Are Gigantic Associative Arrays Now Possible?

Thu Mar 23 00:12:29 PDT 2017

On Wednesday, 22 March 2017 at 20:00:56 UTC, dlangPupil wrote:
> Hello to all!  As a (D, and coding and forum) newbie I'm 
> learning about D's associative arrays (AAs), and their tiny 
> latency regardless of AA size. Cool!
>
> One practical limitation on the practical maximum AA size is 
> memory/disk paging.  But maybe this limit could be overcome 
> with the latest SSDs, whose nonvolatile memory can be addressed 
> like RAM.
>
> The article below says that Intel Optane SSDs:
> 	-allow reads and writes can on individual bytes.
> 	-have a latency 10x of DRAM (but  AAs' latency is so low that 
> this might not matter in many cases).
> 	-currently offer 375GB of "RAM" for $1,500.
> 	-will support up to 3 TB on 2 socket Xeon systems (48TB on 
> 4-socket).
> 	-will be supplemented with Optane DIMMs in the future.
>
> Some questions that arise are...
>
> 1) Wouldn't using such "RAM" eliminate any paging issue for 
> super-gigantic AAs?
> 2) What other bottlenecks could arise for gigantic AAs, e.g., 
> garbage collection?
> 3) Would an append-only data design mitigate GC or other 
> bottlenecks?
> 4) Has anyone tried this out?
>
> What a coup if D could "be the first" lang to make this 
> practical.  Thanks.
>
> https://arstechnica.com/information-technology/2017/03/intels-first-optane-ssd-375gb-that-you-can-also-use-as-ram/

Hi.

I am very interested in this topic, although I don't really have 
answers for your questions.

See the acm article which I mentioned last year I think on forum.
https://queue.acm.org/detail.cfm?id=2874238
"For the entire careers of most practicing computer scientists, a 
fundamental observation has consistently held true: CPUs are 
significantly more performant and more expensive than I/O 
devices. The fact that CPUs can process data at extremely high 
rates, while simultaneously servicing multiple I/O devices, has 
had a sweeping impact on the design of both hardware and software 
for systems of all sizes, for pretty much as long as we've been 
building them.

This assumption, however, is in the process of being completely 
invalidated.

The arrival of high-speed, non-volatile storage devices, 
typically referred to as Storage Class Memories (SCM), is likely 
the most significant architectural change that datacenter and 
software designers will face in the foreseeable future. SCMs are 
increasingly part of server systems, and they constitute a 
massive change: the cost of an SCM, at $3-5k, easily exceeds that 
of a many-core CPU ($1-2k), and the performance of an SCM 
(hundreds of thousands of I/O operations per second) is such that 
one or more entire many-core CPUs are required to saturate it.

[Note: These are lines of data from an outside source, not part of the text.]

//! Diagnostic logging.
//!
//! Progress lines are printed by [`crate::output`] to stdout. This module sets
//! up the `tracing` subscriber for everything else (missing metadata,
//! transform invocations, configuration failures), which goes to stderr so
//! it never mixes with the progress listing.
//!
//! Level selection, first match wins:
//!
//! 1. `--verbose`: `mjml_studio=debug`
//! 2. `--quiet`: `error`
//! 3. `RUST_LOG`
//! 4. `mjml_studio=info`

use tracing_subscriber::{EnvFilter, fmt, layer::SubscriberExt, util::SubscriberInitExt};

const VERBOSE_DIRECTIVE: &str = "mjml_studio=debug";
const QUIET_DIRECTIVE: &str = "error";
const DEFAULT_DIRECTIVE: &str = "mjml_studio=info";

/// Fixed filter directive for the CLI flags, or `None` to defer to `RUST_LOG`.
fn flag_directive(verbose: bool, quiet: bool) -> Option<&'static str> {
    if verbose {
        Some(VERBOSE_DIRECTIVE)
    } else if quiet {
        Some(QUIET_DIRECTIVE)
    } else {
        None
    }
}

fn build_filter(verbose: bool, quiet: bool) -> EnvFilter {
    match flag_directive(verbose, quiet) {
        Some(directive) => EnvFilter::new(directive),
        None => EnvFilter::try_from_default_env().unwrap_or_else(|_| EnvFilter::new(DEFAULT_DIRECTIVE)),
    }
}

/// Install the global subscriber. Call once, before anything logs.
pub fn init_logger(verbose: bool, quiet: bool, no_color: bool) {
    let fmt_layer = fmt::layer()
        .with_writer(std::io::stderr)
        .with_target(false)
        .with_level(true)
        .with_ansi(!no_color)
        .compact();

    tracing_subscriber::registry()
        .with(build_filter(verbose, quiet))
        .with(fmt_layer)
        .init();
}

This change has profound effects:

1. The age-old assumption that I/O is slow and computation is 
fast is no longer true: this invalidates decades of design 
decisions that are deeply embedded in today's systems.

2. The relative performance of layers in systems has changed by a 
factor of a thousand times over a very short time: this requires 
rapid adaptation throughout the systems software stack.

3. Piles of existing enterprise datacenter 
infrastructure—hardware and software—are about to become useless 
(or, at least, very inefficient): SCMs require rethinking the 
compute/storage balance and architecture from the ground up.

"

It's a massive relative price shock - storage vs CPU - and whole 
structures around it will need to be utterly transformed.  Intel 
say it's the biggest technological breakthrough since the 
internet.

I'm good at recognising moments of exhaustion in old trends and 
the beginning of new ones, and I've thought for some time now 
that people were complacently squandering CPU performance just as 
conditions were tending to favour it becoming important again.

https://www.quora.com/Why-is-Python-so-popular-despite-being-so-slow/answer/Laeeth-Isharc?srid=35gE

I don't know how data structures and file systems should adapt to 
this.  But I do think the prospective return on efficient code 
just went up a lot - as far as I can see, this shift is very good 
for D.